– Розочка, тебе не кажется, что ты слишком влюбленная? Ты сегодня так светишься, что слепишь. Где моя печальная девочка с шипами? – Мы сидели на полу в ванной. Приятная прохлада кафеля возвращала к реальности.
– Просто я рада, что выиграла. И вода – моя стихия. Будет еще какое-то финальное испытание?
– Просто расскажи, что ты чувствуешь. Какие мысли тебя посещали сегодня.
– Мне кажется, что я могу быть счастливой, – поделилась я с Адамом своими утренними мыслями.
– Это самообман! Наш внутренний стержень, основы нашего характера формируются не в детстве. Мы изначально рождаемся такими. Некоторые черты, как бы мы ни старались их оправдать влиянием других людей, – это неизменяемая и не зависящая от кого-либо часть нас.
– Что-то божественное?
– Нет, я не про Бога. Скорее про фатальность, про судьбу. Что мы не могли стать другими, даже если бы жили в семье как из рекламы сока, даже если бы наши родители были невероятно богатыми или невероятно внимательными. Что кто-то приходит в этот мир быть счастливым, независимо от жизненных обстоятельств. А мы – чтобы страдать и творить искусство. Показывать этим счастливым оголенные нервы и всю боль как кино, просто чтобы они знали, что такое существует на свете. Заряжались эмоциями, обсуждали это, а потом возвращались в свою безоблачную жизнь.
– Я боюсь, что я все придумала. Что я могла бы быть счастливой, что на самом деле моя жизнь – счастливая, просто в одной из своих фантазий я придумала чудовище, и мне понравилось примерять его шкуру, пока она не приросла намертво. Люди часто спрашивали меня: «Почему ты грустная?», когда я была всего лишь задумчивой. Может быть, я поверила им, что я грустная. Но мне всегда казалось, что я могла быть счастливой…
– Тогда почему не стала? Почему ты сейчас несчастлива?
– Мне нужна эта боль, чтобы творить.
– Потому что ты создана для этой боли.
– Но я подумала, что, если я когда-нибудь решу оставить писательство, я смогу быть счастливой и безмятежной.
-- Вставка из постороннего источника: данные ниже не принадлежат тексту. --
//! `EsChunk`: the EBC bytecode container and its binary (de)serialization
//! (`spec.md §4.7`/§6, "EBC file format").

use std::io::{self, Read, Write};

/// Byte-coded EBC opcode set (`spec.md §4.7`). Opcodes at and above
/// [`EsOpCode::LoadPtr`] are not named in `spec.md §4.7`'s listed set — the
/// documented set is a bare numeric stack VM with no heap, array, or
/// non-core arithmetic model. They cover the class/array/string features
/// `spec.md §3`/§4.5 require; see `DESIGN.md`.
#[derive(Debug, Clone, Copy, PartialEq, Eq)]
#[repr(u8)]
pub enum EsOpCode {
    Constant = 0,
    Null = 1,
    True = 2,
    False = 3,
    Pop = 4,
    GetLocal = 5,
    SetLocal = 6,
    GetGlobal = 7,
    DefineGlobal = 8,
    SetGlobal = 9,
    Equal = 10,
    Greater = 11,
    Less = 12,
    Add = 13,
    Sub = 14,
    Mul = 15,
    Div = 16,
    Not = 17,
    Negate = 18,
    Print = 19,
    Jump = 20,
    JumpIfFalse = 21,
    Loop = 22,
    Call = 23,
    Return = 24,
    StkAdj = 25,
    IntToString = 26,
    Halt = 27,
    LoadPtr = 28,
    StorePtr = 29,
    ArrayLoad = 30,
    ArrayStore = 31,
    StrCat = 32,
    Mod = 33,
    Pow = 34,
    BitAnd = 35,
    BitOr = 36,
    BitXor = 37,
    Shl = 38,
    Shr = 39,
    LogAnd = 40,
    LogOr = 41,
    BitNot = 42,
    DoubleToString = 43,
}

impl EsOpCode {
    pub fn from_byte(b: u8) -> Option<Self> {
        use EsOpCode::*;
        const TABLE: &[EsOpCode] = &[
            Constant, Null, True, False, Pop, GetLocal, SetLocal, GetGlobal, DefineGlobal,
            SetGlobal, Equal, Greater, Less, Add, Sub, Mul, Div, Not, Negate, Print, Jump,
            JumpIfFalse, Loop, Call, Return, StkAdj, IntToString, Halt, LoadPtr, StorePtr,
            ArrayLoad, ArrayStore, StrCat, Mod, Pow, BitAnd, BitOr, BitXor, Shl, Shr, LogAnd,
            LogOr, BitNot, DoubleToString,
        ];
        TABLE.get(b as usize).copied()
    }
}

/// A tagged constant-pool value (`spec.md §4.7`: `Bool/Null/Number/Obj/
/// StringLiteral`; `Obj` is not produced by this backend but is kept in the
/// tag space so the format stays forward-compatible with a future heap
/// object constant).
#[derive(Debug, Clone, PartialEq)]
pub enum EsValue {
    Null,
    Bool(bool),
    Number(f64),
    StringLiteral(String),
}

impl EsValue {
    fn tag(&self) -> u32 {
        match self {
            EsValue::Null => 0,
            EsValue::Bool(_) => 1,
            EsValue::Number(_) => 2,
            EsValue::StringLiteral(_) => 3,
        }
    }
}

const MAGIC: u32 = 0x4553_4243;
const VERSION: u16 = 1;

/// A complete EBC program: flat code bytes, per-byte source lines, and the
/// constant pool (`spec.md §4.7`).
#[derive(Debug, Clone, Default, PartialEq)]
pub struct EsChunk {
    pub code: Vec<u8>,
    pub lines: Vec<i32>,
    pub constants: Vec<EsValue>,
}

impl EsChunk {
    pub fn new() -> Self {
        Self::default()
    }

    pub fn write_byte(&mut self, byte: u8, line: i32) {
        self.code.push(byte);
        self.lines.push(line);
    }

    pub fn write_op(&mut self, op: EsOpCode, line: i32) {
        self.write_byte(op as u8, line);
    }

    /// Intern a constant, returning its index (no deduplication: the EBC
    /// format has no need for it since each constant is only ever loaded by
    /// the single `CONSTANT` instruction that introduced it).
    pub fn add_constant(&mut self, value: EsValue) -> u32 {
        self.constants.push(value);
        (self.constants.len() - 1) as u32
    }

    /// Serialize per `spec.md §6`'s EBC file format.
    pub fn write_to<W: Write>(&self, out: &mut W) -> io::Result<()> {
        out.write_all(&MAGIC.to_le_bytes())?;
        out.write_all(&VERSION.to_le_bytes())?;
        out.write_all(&(self.code.len() as u32).to_le_bytes())?;
        out.write_all(&self.code)?;
        for line in &self.lines {
            out.write_all(&line.to_le_bytes())?;
        }
        out.write_all(&(self.constants.len() as u32).to_le_bytes())?;
        for constant in &self.constants {
            out.write_all(&constant.tag().to_le_bytes())?;
            match constant {
                EsValue::Null => {}
                EsValue::Bool(b) => out.write_all(&[*b as u8])?,
                EsValue::Number(n) => out.write_all(&n.to_le_bytes())?,
                EsValue::StringLiteral(s) => {
                    let bytes = s.as_bytes();
                    out.write_all(&(bytes.len() as u16).to_le_bytes())?;
                    out.write_all(bytes)?;
                }
            }
        }
        Ok(())
    }

    pub fn read_from<R: Read>(input: &mut R) -> io::Result<Self> {
        let mut u32_buf = [0u8; 4];
        let mut u16_buf = [0u8; 2];

        input.read_exact(&mut u32_buf)?;
        let magic = u32::from_le_bytes(u32_buf);
        if magic != MAGIC {
            return Err(io::Error::new(io::ErrorKind::InvalidData, "bad EBC magic"));
        }

        input.read_exact(&mut u16_buf)?;
        let version = u16::from_le_bytes(u16_buf);
        if version != VERSION {
            return Err(io::Error::new(io::ErrorKind::InvalidData, "unsupported EBC version"));
        }

        input.read_exact(&mut u32_buf)?;
        let code_count = u32::from_le_bytes(u32_buf) as usize;
        let mut code = vec![0u8; code_count];
        input.read_exact(&mut code)?;

        let mut lines = Vec::with_capacity(code_count);
        for _ in 0..code_count {
            input.read_exact(&mut u32_buf)?;
            lines.push(i32::from_le_bytes(u32_buf));
        }

        input.read_exact(&mut u32_buf)?;
        let constant_count = u32::from_le_bytes(u32_buf);
        let mut constants = Vec::with_capacity(constant_count as usize);
        for _ in 0..constant_count {
            input.read_exact(&mut u32_buf)?;
            let tag = u32::from_le_bytes(u32_buf);
            let value = match tag {
                0 => EsValue::Null,
                1 => {
                    let mut b = [0u8; 1];
                    input.read_exact(&mut b)?;
                    EsValue::Bool(b[0] != 0)
                }
                2 => {
                    let mut b = [0u8; 8];
                    input.read_exact(&mut b)?;
                    EsValue::Number(f64::from_le_bytes(b))
                }
                3 => {
                    input.read_exact(&mut u16_buf)?;
                    let len = u16::from_le_bytes(u16_buf) as usize;
                    let mut bytes = vec![0u8; len];
                    input.read_exact(&mut bytes)?;
                    EsValue::StringLiteral(String::from_utf8_lossy(&bytes).into_owned())
                }
                _ => return Err(io::Error::new(io::ErrorKind::InvalidData, "bad constant tag")),
            };
            constants.push(value);
        }

        Ok(EsChunk { code, lines, constants })
    }
}

#[cfg(test)]
mod tests {
    use super::*;

    #[test]
    fn chunk_round_trips_through_bytes() {
        let mut chunk = EsChunk::new();
        let idx = chunk.add_constant(EsValue::StringLiteral("hi".to_string()));
        chunk.write_op(EsOpCode::Constant, 1);
        chunk.write_byte(idx as u8, 1);
        chunk.write_op(EsOpCode::Call, 1);
        chunk.write_byte(1, 1);
        chunk.write_op(EsOpCode::Halt, 2);

        let mut bytes = Vec::new();
        chunk.write_to(&mut bytes).unwrap();
        let read_back = EsChunk::read_from(&mut bytes.as_slice()).unwrap();
        assert_eq!(chunk, read_back);
    }

    #[test]
    fn bad_magic_is_rejected() {
        let bytes = [0u8; 4];
        assert!(EsChunk::read_from(&mut bytes.as_slice()).is_err());
    }

    #[test]
    fn opcode_round_trips_through_byte() {
        assert_eq!(EsOpCode::from_byte(EsOpCode::Halt as u8), Some(EsOpCode::Halt));
        assert_eq!(EsOpCode::from_byte(255), None);
    }
}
Просто я этого не хочу.
– То есть ты веришь, что сможешь заменить меланхоличную Розочку на оптимистку, которая учится любить то, что у нее есть, вместо того чтобы стараться вырваться из топкого окружения посредственности и влюбляться в темные стороны жизни?
– Ты думаешь, это невозможно?
Это звучало так страшно. Я бы хотела думать, что в моей жизни возможен счастливый конец, если я этого сильно захочу.
– Я думаю, что не нужно притворяться, что ты не такая, пытаться выдрать из груди свое сердце и поменять его на чужое. Прими себя.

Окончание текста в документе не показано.